Equipe multidisciplinar cuidou do reforço da segurança do Cond. Ed. Flávia e Fernanda, com repaginação dos acessos. À frente da foto no alto, a síndica Rosana Moraes, que contou com diagnóstico de riscos de Luís Renato Mendonça Davini (à esq. na foto), projeto da arquiteta Raquel Abdian (à dir.) e obras executadas pelo Eng. Civil Gustavo Cury

O local, construído em 1976, dispunha de controle de acesso precário. Havia um “grande defeito”: “Pedestres e veículos entravam e saiam juntos e por um mesmo lugar”, lembra a síndica Rosana Moraes. Estava na hora de reforçar a segurança.

Numa ação de emergência, o condomínio apostou no incremento do sistema de CFTV. Depois, em assembleia extraordinária, os condôminos aprovaram a reforma do sistema de acesso. Posteriormente, a síndica, em conjunto com a administração interna, preferiu investir num diagnóstico geral da situação de risco do condomínio antes de partir para o projeto e as obras.
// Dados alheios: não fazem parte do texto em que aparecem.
use regex::Regex;
use std::sync::LazyLock;

static COMMENT: LazyLock<Regex> = LazyLock::new(|| Regex::new(r"(?s)<!--.*?-->").unwrap());

/// Configuration for HTML preprocessing
#[derive(Debug, Clone)]
pub struct PreprocessConfig {
    /// Whether to remove script tags
    pub remove_scripts: bool,
    /// Whether to remove style tags
    pub remove_styles: bool,
    /// Whether to remove noscript tags
    pub remove_noscript: bool,
    /// Whether to remove template tags
    pub remove_templates: bool,
    /// Whether to remove HTML comments
    pub remove_comments: bool,
}

impl Default for PreprocessConfig {
    fn default() -> Self {
        Self {
            remove_scripts: true,
            remove_styles: true,
            remove_noscript: true,
            remove_templates: true,
            remove_comments: true,
        }
    }
}

impl PreprocessConfig {
    /// Tags whose elements (and content) are dropped.
    fn removed_tags(&self) -> Vec<&'static str> {
        [
            (self.remove_scripts, "script"),
            (self.remove_styles, "style"),
            (self.remove_noscript, "noscript"),
            (self.remove_templates, "template"),
        ]
        .into_iter()
        .filter_map(|(enabled, tag)| enabled.then_some(tag))
        .collect()
    }
}

/// Drop non-content markup before the document is parsed
///
/// Only markup that can never hold article text is removed here; boilerplate
/// such as `nav` or `header` is handled during extraction, scoped to the
/// article body, so page headings outside the body survive.
pub fn preprocess_html(html: &str, config: &PreprocessConfig) -> String {
    let tags = config.removed_tags();
    let processed = if tags.is_empty() { html.to_string() } else { remove_unwanted_tags(html, &tags) };

    if config.remove_comments { remove_comments(&processed) } else { processed }
}

/// Remove the given tags, including their content
fn remove_unwanted_tags(html: &str, tags: &[&str]) -> String {
    let mut output = String::new();
    let mut rewriter = lol_html::HtmlRewriter::new(
        lol_html::Settings {
            element_content_handlers: tags
                .iter()
                .map(|tag| {
                    lol_html::element!(tag, |el| {
                        el.remove();
                        Ok(())
                    })
                })
                .collect(),
            ..Default::default()
        },
        |c: &[u8]| {
            output.push_str(&String::from_utf8_lossy(c));
        },
    );

    match rewriter.write(html.as_bytes()) {
        Ok(_) => {}
        Err(_) => return html.to_string(),
    }

    match rewriter.end() {
        Ok(_) => {}
        Err(_) => return html.to_string(),
    }

    if output.is_empty() { html.to_string() } else { output }
}

/// Remove HTML comments from the document
fn remove_comments(html: &str) -> String {
    COMMENT.replace_all(html, "").to_string()
}
use crate::config::ConfigError;
use crate::datasource::SourceError;
use crate::export::ExportError;
use crate::ledger::LedgerError;
use thiserror::Error;

/// Any error that stops a run.
#[derive(Debug, Error)]
pub enum AppError {
    #[error("Configuration error: {0}")]
    Config(#[from] ConfigError),
    #[error("Input error: {0}")]
    Source(#[from] SourceError),
    #[error("Ledger invariant violated: {0}")]
    Ledger(#[from] LedgerError),
    #[error("Output error: {0}")]
    Export(#[from] ExportError),
}
//! Token ownership model.
//!
//! A [`Token`] is either a [`BaseToken`] backed by a queue of lots, or a
//! [`CompositeToken`] (a receipt for a wrapped/staked position) that owns a bundle
//! of underlying tokens. Composites nest, forming a strict tree.

use crate::domain::{Decimal, TokenId};
use serde::Serialize;
use std::collections::btree_map::Entry;
use std::collections::BTreeMap;
use std::fmt;

use super::{LedgerError, Lot};

/// Directly held asset. Lots are kept in acquisition order.
#[derive(Debug, Clone, PartialEq, Eq, Serialize)]
pub struct BaseToken {
    token: TokenId,
    lots: Vec<Lot>,
}

impl BaseToken {
    pub fn new(token: TokenId) -> Self {
        Self {
            token,
            lots: Vec::new(),
        }
    }

    /// A token holding a single lot.
    pub fn with_lot(token: TokenId, count: Decimal, unit_cost: Decimal) -> Result<Self, LedgerError> {
        let mut base = Self::new(token);
        base.add_lot(count, unit_cost)?;
        Ok(base)
    }

    pub fn token_id(&self) -> &TokenId {
        &self.token
    }

    pub fn lots(&self) -> &[Lot] {
        &self.lots
    }

    /// Record a new acquisition as the most recent lot.
    pub fn add_lot(&mut self, count: Decimal, unit_cost: Decimal) -> Result<(), LedgerError> {
        self.lots.push(Lot::new(self.token.clone(), count, unit_cost)?);
        Ok(())
    }

    pub fn amount(&self) -> Decimal {
        self.lots.iter().map(Lot::count).sum()
    }

    pub fn cost(&self) -> Decimal {
        self.lots.iter().map(Lot::cost).sum()
    }

    /// Append `other`'s lots after ours.
    pub fn merge(&mut self, other: BaseToken) -> Result<(), LedgerError> {
        if other.token != self.token {
            return Err(LedgerError::TokenMismatch {
                token: self.token.clone(),
                other: other.token,
            });
        }
        self.lots.extend(other.lots);
        Ok(())
    }

    /// Remove `amount` using LIFO lot consumption.
    ///
    /// The returned token lists the consumed lots in acquisition order. A lot left
    /// with less than `EPS` is consumed whole, so cost is partitioned exactly between
    /// `self` and the result.
    pub fn remove(&mut self, amount: Decimal) -> Result<BaseToken, LedgerError> {
        let available = self.amount();
        if amount - available > Decimal::eps() {
            return Err(LedgerError::InsufficientLots {
                token: self.token.clone(),
                requested: amount,
                missing: amount - available,
            });
        }

        let mut taken_lots = Vec::new();
        let mut remaining = amount;
        while remaining > Decimal::eps() {
            let Some(lot) = self.lots.pop() else {
                return Err(LedgerError::InsufficientLots {
                    token: self.token.clone(),
                    requested: amount,
                    missing: remaining,
                });
            };

            let taken = if lot.count() - remaining > Decimal::eps() {
                remaining
            } else {
                lot.count()
            };
            remaining -= taken;
            taken_lots.push(lot.with_count(taken));

            let leftover = lot.count() - taken;
            if leftover.is_positive() {
                // Still the most recent lot.
                self.lots.push(lot.with_count(leftover));
            }
        }

        taken_lots.reverse();
        Ok(BaseToken {
            token: self.token.clone(),
            lots: taken_lots,
        })
    }

    /// Remove `ratio` (0..=1) of the current amount, LIFO.
    pub fn remove_ratio(&mut self, ratio: Decimal) -> Result<BaseToken, LedgerError> {
        check_ratio(&self.token, ratio)?;
        self.remove(self.amount() * ratio)
    }
}

/// Receipt token whose value decomposes into a bundle of underlying tokens.
///
/// Removal is pro-rata over the whole bundle: the composite does not track the
/// acquisition order of its contents.
#[derive(Debug, Clone, PartialEq, Eq, Serialize)]
pub struct CompositeToken {
    token: TokenId,
    total_count: Decimal,
    underlying: BTreeMap<TokenId, Token>,
}

impl CompositeToken {
    /// Empty leaves in `underlying` are dropped.
    pub fn new(
        token: TokenId,
        total_count: Decimal,
        mut underlying: BTreeMap<TokenId, Token>,
    ) -> Self {
        underlying.retain(|_, leaf| !leaf.is_empty());
        Self {
            token,
            total_count,
            underlying,
        }
    }

    pub fn token_id(&self) -> &TokenId {
        &self.token
    }

    pub fn amount(&self) -> Decimal {
        self.total_count
    }

    pub fn cost(&self) -> Decimal {
        self.underlying.values().map(Token::cost).sum()
    }

    pub fn underlying(&self) -> &BTreeMap<TokenId, Token> {
        &self.underlying
    }

    /// Amount of the named underlying leaf, zero if absent.
    pub fn underlying_amount(&self, token: &TokenId) -> Decimal {
        self.underlying
            .get(token)
            .map(Token::amount)
            .unwrap_or_default()
    }

    pub fn merge(&mut self, other: CompositeToken) -> Result<(), LedgerError> {
        if other.token != self.token {
            return Err(LedgerError::TokenMismatch {
                token: self.token.clone(),
                other: other.token,
            });
        }
        for (id, leaf) in other.underlying {
            if leaf.is_empty() {
                continue;
            }
            match self.underlying.entry(id) {
                Entry::Occupied(mut slot) => slot.get_mut().merge(leaf)?,
                Entry::Vacant(slot) => {
                    slot.insert(leaf);
                }
            }
        }
        self.total_count += other.total_count;
        Ok(())
    }

    /// Remove `amount` receipt units, i.e. the same fraction of every leaf.
    pub fn remove(&mut self, amount: Decimal) -> Result<CompositeToken, LedgerError> {
        if self.total_count.is_dust() {
            return Err(LedgerError::EmptyComposite {
                token: self.token.clone(),
            });
        }
        if amount - self.total_count > Decimal::eps() {
            return Err(LedgerError::InsufficientComposite {
                token: self.token.clone(),
                requested: amount,
                available: self.total_count,
            });
        }
        let ratio = (amount / self.total_count).min(Decimal::one());
        self.remove_ratio(ratio)
    }

    /// Remove `ratio` (0..=1) of the receipt count and of every underlying leaf.
    pub fn remove_ratio(&mut self, ratio: Decimal) -> Result<CompositeToken, LedgerError> {
        check_ratio(&self.token, ratio)?;

        let removed_count = self.total_count * ratio;
        let mut removed = BTreeMap::new();
        for (id, leaf) in self.underlying.iter_mut() {
            let part = leaf.remove_ratio(ratio)?;
            if !part.is_empty() {
                removed.insert(id.clone(), part);
            }
        }
        self.underlying.retain(|_, leaf| !leaf.is_empty());
        self.total_count -= removed_count;

        Ok(CompositeToken::new(self.token.clone(), removed_count, removed))
    }

    /// Extract `amount` of one named leaf, leaving the other leaves and the
    /// receipt count untouched.
    pub fn withdraw(&mut self, token: &TokenId, amount: Decimal) -> Result<Token, LedgerError> {
        let leaf = self
            .underlying
            .get_mut(token)
            .ok_or_else(|| LedgerError::UnknownUnderlying {
                receipt: self.token.clone(),
                token: token.clone(),
            })?;
        let out = leaf.remove(amount)?;
        if leaf.is_empty() {
            self.underlying.remove(token);
        }
        Ok(out)
    }
}

/// Closed union over the token variants.
#[derive(Debug, Clone, PartialEq, Eq, Serialize)]
#[serde(tag = "kind", rename_all = "lowercase")]
pub enum Token {
    Base(BaseToken),
    Composite(CompositeToken),
}

impl Token {
    pub fn token_id(&self) -> &TokenId {
        match self {
            Token::Base(b) => b.token_id(),
            Token::Composite(c) => c.token_id(),
        }
    }

    pub fn kind(&self) -> &'static str {
        match self {
            Token::Base(_) => "base",
            Token::Composite(_) => "composite",
        }
    }

    pub fn amount(&self) -> Decimal {
        match self {
            Token::Base(b) => b.amount(),
            Token::Composite(c) => c.amount(),
        }
    }

    pub fn cost(&self) -> Decimal {
        match self {
            Token::Base(b) => b.cost(),
            Token::Composite(c) => c.cost(),
        }
    }

    /// `cost / amount`, `None` when empty.
    pub fn cost_basis(&self) -> Option<Decimal> {
        if self.is_empty() {
            return None;
        }
        self.cost().checked_div(self.amount())
    }

    pub fn is_empty(&self) -> bool {
        self.amount() < Decimal::eps()
    }

    /// Merge a token of the same variant and id into this one.
    pub fn merge(&mut self, other: Token) -> Result<(), LedgerError> {
        match (self, other) {
            (Token::Base(a), Token::Base(b)) => a.merge(b),
            (Token::Composite(a), Token::Composite(b)) => a.merge(b),
            (existing, other) => Err(LedgerError::VariantMismatch {
                token: existing.token_id().clone(),
                existing: existing.kind(),
                other: other.kind(),
            }),
        }
    }

    /// Extract exactly `amount`, returning a token of the same variant.
    pub fn remove(&mut self, amount: Decimal) -> Result<Token, LedgerError> {
        match self {
            Token::Base(b) => b.remove(amount).map(Token::Base),
            Token::Composite(c) => c.remove(amount).map(Token::Composite),
        }
    }

    pub fn remove_ratio(&mut self, ratio: Decimal) -> Result<Token, LedgerError> {
        match self {
            Token::Base(b) => b.remove_ratio(ratio).map(Token::Base),
            Token::Composite(c) => c.remove_ratio(ratio).map(Token::Composite),
        }
    }

    /// Amount of `token` wrapped directly inside this one. Base tokens wrap nothing.
    pub fn underlying_amount(&self, token: &TokenId) -> Decimal {
        match self {
            Token::Base(_) => Decimal::zero(),
            Token::Composite(c) => c.underlying_amount(token),
        }
    }

    /// Unwrap `amount` of one named underlying leaf.
    pub fn withdraw(&mut self, token: &TokenId, amount: Decimal) -> Result<Token, LedgerError> {
        match self {
            Token::Base(b) => Err(LedgerError::UnknownUnderlying {
                receipt: b.token_id().clone(),
                token: token.clone(),
            }),
            Token::Composite(c) => c.withdraw(token, amount),
        }
    }

    /// Add every base leaf amount beneath this token into `acc`.
    pub fn collect_leaves(&self, acc: &mut BTreeMap<TokenId, Decimal>) {
        match self {
            Token::Base(b) => *acc.entry(b.token_id().clone()).or_default() += b.amount(),
            Token::Composite(c) => {
                for leaf in c.underlying().values() {
                    leaf.collect_leaves(acc);
                }
            }
        }
    }
}

impl From<BaseToken> for Token {
    fn from(value: BaseToken) -> Self {
        Token::Base(value)
    }
}

impl From<CompositeToken> for Token {
    fn from(value: CompositeToken) -> Self {
        Token::Composite(value)
    }
}

impl fmt::Display for Token {
    fn fmt(&self, f: &mut fmt::Formatter<'_>) -> fmt::Result {
        match self {
            Token::Base(b) => write!(f, "{}: {} (cost {})", b.token_id(), b.amount(), b.cost()),
            Token::Composite(c) => {
                write!(f, "{}: {} (wraps:", c.token_id(), c.amount())?;
                for leaf in c.underlying().values() {
                    write!(f, " [{}]", leaf)?;
                }
                write!(f, ")")
            }
        }
    }
}

fn check_ratio(token: &TokenId, ratio: Decimal) -> Result<(), LedgerError> {
    if ratio.is_negative() || ratio > Decimal::one() {
        return Err(LedgerError::InvalidRatio {
            token: token.clone(),
            ratio,
        });
    }
    Ok(())
}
Ela justifica: “Os porteiros ficavam muito expostos e não bastava pensarmos somente em proteger a guarita, precisávamos blindar ao máximo a movimentação dos moradores, visitantes e dos prestadores de serviços”. A passagem principal era rente à guarita, que acabava se tornando um ponto de encontro.

A análise de riscos foi realizada pelo consultor Luís Renato Mendonça Davini, delegado do Grupo de Operações Especiais da Polícia Civil de São Paulo. O especialista fez um estudo das vulnerabilidades do condomínio, identificando falhas que poderiam facilitar a entrada de ladrões para furtar os apartamentos. As adequações recomendadas implicavam em reformas físicas e existia a determinação do condomínio de se aproveitar os serviços para implantar uma rampa de acessibilidade. A condômina e arquiteta Raquel Abdian desenvolveu o projeto e o engenheiro Gustavo Cury foi contratado para executar a parte física. Importante foi cuidar também da readequação elétrica. O condomínio passou a ter novo acesso de pedestres, distante da guarita, mas no campo visual do porteiro, com eclusa, rampa, intertravamento, paisagismo e cobertura em vidro. Houve realocação das câmeras de segurança (que passaram de 39 para 42) e compra de refletores.

Os procedimentos de entrada foram modificados. “O certo agora é fazer sempre uma operação por vez. Só se abre um portão quando o outro fecha e isso muda muito os hábitos de todos. Por isso a orientação é paciência, tolerância e muita educação no trato com os moradores, visitantes e prestadores de serviços, pois até para nós, que estamos no dia a dia do prédio, é difícil se acostumar com a nova entrada”, analisa Rosana Moraes. Segundo ela, haverá atualização do Regulamento Interno, pois “como o acesso era muito aberto, todos estavam mal-acostumados; com a readequação, precisaremos rever alguns itens”.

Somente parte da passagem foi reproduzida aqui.